Bill: And finally, your favorite I’d say country song?
Kix: My favorite country song? Hank Williams, He Stopped Loving Her Today.
Bill: Kix Brooks, American Country Countdown and with a new book coming out, Cooking With Kix, The Art of Celebrating the Fall and Outdoor Cooking. August 30th is the set date.
Kix: And it’s not Hank Williams, it’s George Jones, He Stopped Loving Her Today, but I was thinking, I Can’t Help It If I’m Still In Love With You, Hank Williams.
Bill: Okay.
Kix: But you know that was probably my favorite artist and my favorite song all together.
Bill: I should’ve caught that one…fellow disc jockey. And of course the book of course American Country Countdown, every weekend you’ve been doing that since 2006.
Kix: Yeah I know, long time.
Bill: We’re getting up… so this is the 10-year anniversary.
Kix: It is. God I can’t even believe that.

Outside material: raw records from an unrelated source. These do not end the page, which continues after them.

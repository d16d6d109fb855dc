//! Randomized-but-valid [`Order`] values for tests.
//!
//! Every generated order has a unique uuid id, a non-blank payment method,
//! a shipping address and at least one line with positive quantity and price,
//! with a total that fits in an `i64`.
//! Individual fields can be pinned through [`OrderFixture::build`].

use checkout_core::{Order, OrderLine};
use rand::distributions::Alphanumeric;
use rand::rngs::StdRng;
use rand::seq::SliceRandom;
use rand::{Rng, SeedableRng};

const PAYMENT_METHODS: &[&str] = &["SuperCard", "Visa", "Mastercard", "Amex", "PayPal"];
const STREETS: &[&str] = &["Harbour Road", "Mill Lane", "Station Street", "Kings Parade", "Quay Side"];
const CITIES: &[&str] = &["Leith", "Bristol", "Galway", "Utrecht", "Porto"];
const CURRENCIES: &[&str] = &["USD", "EUR", "GBP"];

const DEFAULT_REPEAT_COUNT: usize = 3;

pub struct OrderFixture {
    rng: StdRng,
    repeat_count: usize,
}

impl OrderFixture {
    pub fn new() -> Self {
        Self::with_rng(StdRng::from_entropy())
    }

    /// Same seed, same orders.
    pub fn seeded(seed: u64) -> Self {
        Self::with_rng(StdRng::seed_from_u64(seed))
    }

    fn with_rng(rng: StdRng) -> Self {
        Self {
            rng,
            repeat_count: DEFAULT_REPEAT_COUNT,
        }
    }

    /// Number of orders produced by `create_many`. Clamped to at least 2.
    pub fn repeat_count(mut self, count: usize) -> Self {
        self.repeat_count = count.max(2);
        self
    }

    pub fn create(&mut self) -> Order {
        self.generate(&Overrides::default())
    }

    pub fn create_many(&mut self) -> Vec<Order> {
        let count = self.repeat_count;
        (0..count).map(|_| self.create()).collect()
    }

    pub fn build(&mut self) -> OrderBuilder<'_> {
        OrderBuilder {
            fixture: self,
            overrides: Overrides::default(),
        }
    }

    fn generate(&mut self, overrides: &Overrides) -> Order {
        let order_id = match &overrides.order_id {
            Some(id) => id.clone(),
            None => uuid::Builder::from_random_bytes(self.rng.gen()).into_uuid().to_string(),
        };
        let customer_id = match &overrides.customer_id {
            Some(id) => id.clone(),
            None => format!("{}@example.com", self.token(8).to_lowercase()),
        };
        let payment_method = match &overrides.payment_method {
            Some(method) => method.clone(),
            None => self.pick(PAYMENT_METHODS),
        };
        let shipping_address = match &overrides.shipping_address {
            Some(address) => address.clone(),
            None => format!(
                "{} {}, {}",
                self.rng.gen_range(1..=250),
                self.pick(STREETS),
                self.pick(CITIES)
            ),
        };

        let items = if overrides.without_items {
            Vec::new()
        } else {
            let lines = self.rng.gen_range(1..=3);
            (0..lines)
                .map(|_| {
                    OrderLine::new(
                        format!("SKU-{}", self.token(6).to_uppercase()),
                        self.rng.gen_range(1..=5),
                        self.rng.gen_range(100..=50_000),
                    )
                })
                .collect()
        };

        Order {
            order_id,
            customer_id,
            payment_method,
            shipping_address,
            items,
            currency: self.pick(CURRENCIES),
            created_at: chrono::Utc::now(),
        }
    }

    fn token(&mut self, len: usize) -> String {
        (&mut self.rng)
            .sample_iter(&Alphanumeric)
            .take(len)
            .map(char::from)
            .collect()
    }

    fn pick(&mut self, choices: &[&str]) -> String {
        choices.choose(&mut self.rng).copied().unwrap_or_default().to_string()
    }
}

impl Default for OrderFixture {
    fn default() -> Self {
        Self::new()
    }
}

#[derive(Default)]
struct Overrides {
    order_id: Option<String>,
    customer_id: Option<String>,
    payment_method: Option<String>,
    shipping_address: Option<String>,
    without_items: bool,
}

/// Pins selected fields; everything else stays random.
pub struct OrderBuilder<'a> {
    fixture: &'a mut OrderFixture,
    overrides: Overrides,
}

impl OrderBuilder<'_> {
    /// Every order created by this builder shares the id.
    pub fn with_order_id(mut self, order_id: impl Into<String>) -> Self {
        self.overrides.order_id = Some(order_id.into());
        self
    }

    pub fn with_customer_id(mut self, customer_id: impl Into<String>) -> Self {
        self.overrides.customer_id = Some(customer_id.into());
        self
    }

    pub fn with_payment_method(mut self, payment_method: impl Into<String>) -> Self {
        self.overrides.payment_method = Some(payment_method.into());
        self
    }

    pub fn with_shipping_address(mut self, address: impl Into<String>) -> Self {
        self.overrides.shipping_address = Some(address.into());
        self
    }

    pub fn without_items(mut self) -> Self {
        self.overrides.without_items = true;
        self
    }

    pub fn create(self) -> Order {
        self.fixture.generate(&self.overrides)
    }

    pub fn create_many(self) -> Vec<Order> {
        let count = self.fixture.repeat_count;
        (0..count).map(|_| self.fixture.generate(&self.overrides)).collect()
    }
}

I can’t believe you guys will let me talk on the radio that long.
Bill: We enjoy it and we love hearing all the anecdotes, and I can’t wait to see the book and get more from you down the road. Kix Brooks, thank you buddy.
Kix: Well Bill, thank you.
Bill: So there you go, Kix Brooks, Episode Two of the Nash Country Cooks Podcast. . I’m going to leave you with some famous last words today. Oh and this is a good one from the legendary Nash icon Dolly Parton who once said “My weaknesses have always been food and men in that order.”